(Dataset entries)
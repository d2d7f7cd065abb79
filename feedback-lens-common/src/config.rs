use serde::{Deserialize, Serialize};
use std::path::{Path, PathBuf};

#[derive(Debug, Clone, Serialize, Deserialize)]
pub struct UploadConfig {
    #[serde(default = "default_max_bytes")]
    pub max_bytes: u64,
    #[serde(default = "default_extensions")]
    pub allowed_extensions: Vec<String>,
}

fn default_max_bytes() -> u64 {
    5 * 1024 * 1024 // 5MB
}
fn default_extensions() -> Vec<String> {
    vec!["csv".into(), "xlsx".into()]
}

impl Default for UploadConfig {
    fn default() -> Self {
        Self {
            max_bytes: default_max_bytes(),
            allowed_extensions: default_extensions(),
        }
    }
}

#[derive(Debug, Clone, Serialize, Deserialize)]
pub struct ReportLayoutConfig {
    #[serde(default = "default_title")]
    pub title: String,
    #[serde(default = "default_sample_rows")]
    pub sample_rows: usize,
    #[serde(default = "default_page_width")]
    pub page_width: f32,
    #[serde(default = "default_page_height")]
    pub page_height: f32,
    #[serde(default = "default_margin")]
    pub margin: f32,
}

fn default_title() -> String {
    "Feedback Analysis Report".into()
}
fn default_sample_rows() -> usize {
    10
}
fn default_page_width() -> f32 {
    612.0 // US Letter
}
fn default_page_height() -> f32 {
    792.0
}
fn default_margin() -> f32 {
    50.0
}

impl Default for ReportLayoutConfig {
    fn default() -> Self {
        Self {
            title: default_title(),
            sample_rows: default_sample_rows(),
            page_width: default_page_width(),
            page_height: default_page_height(),
            margin: default_margin(),
        }
    }
}

#[derive(Debug, Clone, Serialize, Deserialize)]
pub struct ChartConfig {
    #[serde(default = "default_chart_width")]
    pub width: u32,
    #[serde(default = "default_chart_height")]
    pub height: u32,
}

fn default_chart_width() -> u32 {
    600
}
fn default_chart_height() -> u32 {
    400
}

impl Default for ChartConfig {
    fn default() -> Self {
        Self {
            width: default_chart_width(),
            height: default_chart_height(),
        }
    }
}

#[derive(Debug, Clone, Serialize, Deserialize)]
pub struct ProcessingConfig {
    #[serde(default = "default_timeout")]
    pub timeout_secs: u64,
}

fn default_timeout() -> u64 {
    60
}

impl Default for ProcessingConfig {
    fn default() -> Self {
        Self {
            timeout_secs: default_timeout(),
        }
    }
}

#[derive(Debug, Clone, Serialize, Deserialize)]
pub struct LoggingConfig {
    #[serde(default = "default_filter")]
    pub filter: String,
}

fn default_filter() -> String {
    "info".into()
}

impl Default for LoggingConfig {
    fn default() -> Self {
        Self {
            filter: default_filter(),
        }
    }
}

#[derive(Debug, Clone, Serialize, Deserialize, Default)]
pub struct Config {
    #[serde(default)]
    pub upload: UploadConfig,
    #[serde(default)]
    pub report: ReportLayoutConfig,
    #[serde(default)]
    pub chart: ChartConfig,
    #[serde(default)]
    pub processing: ProcessingConfig,
    #[serde(default)]
    pub logging: LoggingConfig,
}

impl Config {
    pub fn config_path() -> PathBuf {
        dirs::config_dir()
            .unwrap_or_else(|| PathBuf::from("."))
            .join("feedback-lens")
            .join("config.toml")
    }

    pub fn load() -> crate::Result<Self> {
        let path = if let Ok(env_path) = std::env::var("FEEDBACK_LENS_CONFIG") {
            PathBuf::from(env_path) // $FEEDBACK_LENS_CONFIG overrides default config path
        } else {
            Self::config_path()
        };
        Self::load_from(&path)
    }

    pub fn load_from(path: &Path) -> crate::Result<Self> {
        if !path.exists() {
            return Ok(Self::default());
        }
        let content = std::fs::read_to_string(path)?;
        let cfg: Self = toml::from_str(&content)
            .map_err(|e| crate::FeedbackLensError::Other(e.to_string()))?;
        Ok(cfg)
    }

    pub fn save(&self) -> crate::Result<()> {
        self.save_to(&Self::config_path())
    }

    pub fn save_to(&self, path: &Path) -> crate::Result<()> {
        if let Some(parent) = path.parent() {
            std::fs::create_dir_all(parent)?;
        }
        let content = toml::to_string_pretty(self)
            .map_err(|e| crate::FeedbackLensError::Other(e.to_string()))?;
        std::fs::write(path, content)?;
        Ok(())
    }
}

**AIM OF THE TASK:**
Each of the lines from the one holding "std::fs::create_dir_all(parent)?;" through the final line of the entries is to be set down exactly, and no others.

**ANSWER TO THIS TASK:**
            std::fs::create_dir_all(parent)?;
        }
        let content = toml::to_string_pretty(self)
            .map_err(|e| crate::FeedbackLensError::Other(e.to_string()))?;
        std::fs::write(path, content)?;
        Ok(())
    }
}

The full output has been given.